Simulating data with msprime

The Python scripts for simulating input data for training can be found in the run_sims.py and models.py files. Below is the code for each model specified using msprime.

No hybridization

import msprime as msp
import numpy as np

def no_hybridization(coal_units=1.0):
    """
    Out    P3    P2    P1
    |      |     |     |
    |      |     |     |
    |      |     |-----|
    |      |           |
    |      |           |
    |      |-----------|
    |            |
    |            |
    |------------|
          |


    """
    # Coalescent units are the number of 2N generations
    time_units = 2.0 * 1000.0 * coal_units

    # Draw divergence times
    tau1 = np.random.gamma(10.0, 1.0 / 10.0)
    tau2 = np.random.gamma(10.0, 1.0 / 10.0) + tau1
    tau3 = np.random.gamma(20.0, 1.0 / 10.0) + tau2

    # Draw mutation and recombination rates
    mu = np.random.uniform(1e-8, 1e-9)
    r  = np.random.uniform(1e-8, 1e-9)

    # Set up population configurations
    population_configurations = [
        msp.PopulationConfiguration(
            sample_size=5,
            initial_size=1000
        ),
        msp.PopulationConfiguration(
            sample_size=5,
            initial_size=1000
        ),
        msp.PopulationConfiguration(
            sample_size=5,
            initial_size=1000
        ),
        msp.PopulationConfiguration(
            sample_size=5,
            initial_size=1000
        )
    ]

    # Set up demographic events
    demographic_events = [
        msp.MassMigration(
            time = tau1 * time_units,
            source = 0, destination=1,
            proportion=1.0
        ),
        msp.MassMigration(
            time = tau2 * time_units,
            source = 1, destination=2,
            proportion=1.0
        ),
        msp.MassMigration(
            time = tau3 * time_units,
            source = 2, destination=3,
            proportion=1.0
        )
    ]

    return ([time_units, tau1, tau2, tau3, mu, r],
            msp.simulate(length=1e7, mutation_rate=mu, recombination_rate=r,
                         population_configurations=population_configurations,
                         demographic_events=demographic_events))

Hybrid speciation

import msprime as msp
import numpy as np

def hybrid_speciation(coal_units=1.0):
    """
    Out    P3    P2    P1
     |      |     |     |
     |      |     |     |
     |      |     |     |
     |      |----/ \----|
     |      |           |
     |      |-----------|
     |            |
     |            |
     |------------|
            |


    """
    # Coalescent units are the number of 2N generations
    time_units = 2.0 * 1000.0 * coal_units

    # Draw divergence times
    tau1 = np.random.gamma(10.0, 1.0 / 10.0)
    tau2 = np.random.gamma(10.0, 1.0 / 10.0) + tau1
    tau3 = np.random.gamma(20.0, 1.0 / 10.0) + tau2

    # Draw mutation and recombination rates
    mu = np.random.uniform(1e-8, 1e-9)
    r  = np.random.uniform(1e-8, 1e-9)

    # Draw admixture proportion
    gamma = np.random.uniform(0.25, 0.75)
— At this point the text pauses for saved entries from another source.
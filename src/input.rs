//! Form state and input validation for the two input modes.
//!
//! Forms hold raw text exactly as typed. Parsing turns them into typed requests
//! with percentages already converted to decimals, or into an [`InputError`]
//! whose `Display` is the short status message shown to the user.

use thiserror::Error;

/// The only error kind at the input boundary.
#[derive(Debug, Clone, PartialEq, Eq, Error)]
pub enum InputError {
    /// Calculation form submitted with a blank name
    #[error("Please enter a name.")]
    MissingName,

    /// A numeric field did not parse as a real number
    #[error("Error: Please fill all fields correctly.")]
    InvalidNumber { field: &'static str, value: String },

    /// A form was submitted while the other input mode was active
    #[error("Error: {expected} form is not active.")]
    WrongMode { expected: &'static str },
}

/// Drop digit-group underscores ("1_000" -> "1000"). An underscore that is not
/// between two digits makes the text invalid.
fn strip_digit_separators(text: &str) -> Option<String> {
    let bytes = text.as_bytes();
    let mut out = String::with_capacity(text.len());
    for (i, c) in text.char_indices() {
        if c == '_' {
            let before = i > 0 && bytes[i - 1].is_ascii_digit();
            let after = bytes.get(i + 1).is_some_and(u8::is_ascii_digit);
            if !(before && after) {
                return None;
            }
        } else {
            out.push(c);
        }
    }
    Some(out)
}

/// Parse one numeric field the way a desktop entry box would: surrounding
/// whitespace is ignored, underscores may group digits, anything else that is
/// not a real number fails.
pub fn parse_number(field: &'static str, raw: &str) -> Result<f64, InputError> {
    strip_digit_separators(raw.trim())
        .and_then(|text| text.parse::<f64>().ok())
        .ok_or_else(|| InputError::InvalidNumber {
            field,
            value: raw.to_string(),
        })
}

/// Like [`parse_number`], but `inf` and `nan` are rejected too.
pub fn parse_finite(field: &'static str, raw: &str) -> Result<f64, InputError> {
    let value = parse_number(field, raw)?;
    if value.is_finite() {
        Ok(value)
    } else {
        Err(InputError::InvalidNumber {
            field,
            value: raw.to_string(),
        })
    }
}

/// Parse a whole-number percentage field ("5" -> 0.05).
pub fn parse_percent(field: &'static str, raw: &str) -> Result<f64, InputError> {
    Ok(parse_number(field, raw)? / 100.0)
}

/// Validated single-calculation request. Rate and volatility are decimals.
#[derive(Debug, Clone, PartialEq)]
pub struct CalculationRequest {
    pub name: String,
    pub spot: f64,
    pub strike: f64,
    pub time_to_maturity: f64,
    pub risk_free_rate: f64,
    pub volatility: f64,
}

/// Validated heatmap request. Volatility bounds are decimals.
#[derive(Debug, Clone, Copy, PartialEq)]
pub struct HeatmapRequest {
    pub min_spot: f64,
    pub max_spot: f64,
    pub min_vol: f64,
    pub max_vol: f64,
}

impl HeatmapRequest {
    pub fn spot_range(&self) -> (f64, f64) {
        (self.min_spot, self.max_spot)
    }

    pub fn vol_range(&self) -> (f64, f64) {
        (self.min_vol, self.max_vol)
    }
}

/// Raw text of the single-calculation form.
#[derive(Debug, Clone, Default, PartialEq, Eq)]
pub struct CalculationForm {
    pub name: String,
    pub spot: String,
    pub strike: String,
    pub time_to_maturity: String,
    /// Risk-free rate in percent
    pub rate_pct: String,
    /// Volatility in percent
    pub vol_pct: String,
}

impl CalculationForm {
    /// Name first, then the numeric fields in on-screen order.
    pub fn parse(&self) -> Result<CalculationRequest, InputError> {
        let name = self.name.trim();
        if name.is_empty() {
            return Err(InputError::MissingName);
        }

        Ok(CalculationRequest {
            name: name.to_string(),
            spot: parse_number("spot", &self.spot)?,
            strike: parse_number("strike", &self.strike)?,
            time_to_maturity: parse_number("time_to_maturity", &self.time_to_maturity)?,
            risk_free_rate: parse_percent("risk_free_rate", &self.rate_pct)?,
            volatility: parse_percent("volatility", &self.vol_pct)?,
        })
    }
}

/// Raw text of the heatmap form. Volatility bounds are in percent.
#[derive(Debug, Clone, PartialEq, Eq)]
pub struct HeatmapForm {
    pub min_spot: String,
    pub max_spot: String,
    pub min_vol_pct: String,
    pub max_vol_pct: String,
}

impl Default for HeatmapForm {
    fn default() -> Self {
        Self {
            min_spot: "50".to_string(),
            max_spot: "150".to_string(),
            min_vol_pct: "10".to_string(),
            max_vol_pct: "50".to_string(),
        }
    }
}

impl HeatmapForm {
    /// Bounds must be finite: they become the chart's axis limits.
    pub fn parse(&self) -> Result<HeatmapRequest, InputError> {
        Ok(HeatmapRequest {
            min_spot: parse_finite("min_spot", &self.min_spot)?,
            max_spot: parse_finite("max_spot", &self.max_spot)?,
            min_vol: parse_finite("min_volatility", &self.min_vol_pct)? / 100.0,
            max_vol: parse_finite("max_volatility", &self.max_vol_pct)? / 100.0,
        })
    }
}

/// Which tab is active, together with that tab's form.
#[derive(Debug, Clone, PartialEq, Eq)]
pub enum InputMode {
    Calculation(CalculationForm),
    Heatmap(HeatmapForm),
}

impl Default for InputMode {
    fn default() -> Self {
        InputMode::Calculation(CalculationForm::default())
    }
}

impl InputMode {
    pub const CALCULATION_TAB: &'static str = "Calculation";
    pub const HEATMAP_TAB: &'static str = "Heatmap";

    pub fn tab_name(&self) -> &'static str {
        match self {
            InputMode::Calculation(_) => Self::CALCULATION_TAB,
            InputMode::Heatmap(_) => Self::HEATMAP_TAB,
        }
    }

    /// Fresh form for the named tab. Unknown tab names leave the mode unchanged.
    ///
    /// Switching always rebuilds the form, so text typed into the previous tab
    /// is discarded and the heatmap bounds come back pre-filled.
    pub fn switch_to(&mut self, tab: &str) -> bool {
        *self = match tab {
            Self::CALCULATION_TAB => InputMode::Calculation(CalculationForm::default()),
            Self::HEATMAP_TAB => InputMode::Heatmap(HeatmapForm::default()),
            _ => return false,
        };
        true
    }
}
    # Set up population configurations
    population_configurations = [
        msp.PopulationConfiguration(
            sample_size=5,
            initial_size=1000
        ),
        msp.PopulationConfiguration(
            sample_size=5,
            initial_size=1000
        ),
        msp.PopulationConfiguration(
            sample_size=5,
            initial_size=1000
        ),
        msp.PopulationConfiguration(
            sample_size=5,
            initial_size=1000
        )
    ]

    # Set up demographic events
    demographic_events = [
        msp.MassMigration(
            time = tau1 * time_units,
            source = 1, destination = 2,
            proportion = gamma
        ),
        msp.MassMigration(
            time = tau1 * time_units + 1e-6,
            source = 1, destination = 0,
            proportion = 1.0
        ),
        msp.MassMigration(
            time = tau2 * time_units,
            source = 0, destination = 2,
            proportion = 1.0
        ),
        msp.MassMigration(
            time = tau3 * time_units,
            source = 2, destination = 3,
            proportion = 1.0
        )
    ]

    return ([time_units, tau1, tau2, tau3, mu, r, gamma],
            msp.simulate(length=1e7, mutation_rate=mu, recombination_rate=r,
                         population_configurations=population_configurations,
                         demographic_events=demographic_events))

Admixture

import msprime as msp
import numpy as np
def admixture(coal_units=1.0):
    """
    Out    P3    P2    P1
     |      |     |     |
     |      |---->|     |
     |      |     |     |
     |      |      \----|
     |      |           |
     |      |-----------|
     |            |
     |            |
     |------------|
            |


    """
    # Coalescent units are the number of 2N generations
    time_units = 2.0 * 1000.0 * coal_units

    # Draw divergence times
    tau1 = np.random.gamma(10.0, 1.0 / 10.0)
    tau2 = np.random.gamma(10.0, 1.0 / 10.0) + tau1
    tau3 = np.random.gamma(20.0, 1.0 / 10.0) + tau2

    # Draw mutation and recombination rates
    mu = np.random.uniform(1e-8, 1e-9)
    r  = np.random.uniform(1e-8, 1e-9)

    # Draw admixture proportion
    gamma = np.random.uniform(0.01, 0.25)

    # Draw admixture time, restrict to occurring between
    # and 10% and 90% of tau1
    admix_time = np.random.uniform(0.1 * tau1, 0.9 * tau1)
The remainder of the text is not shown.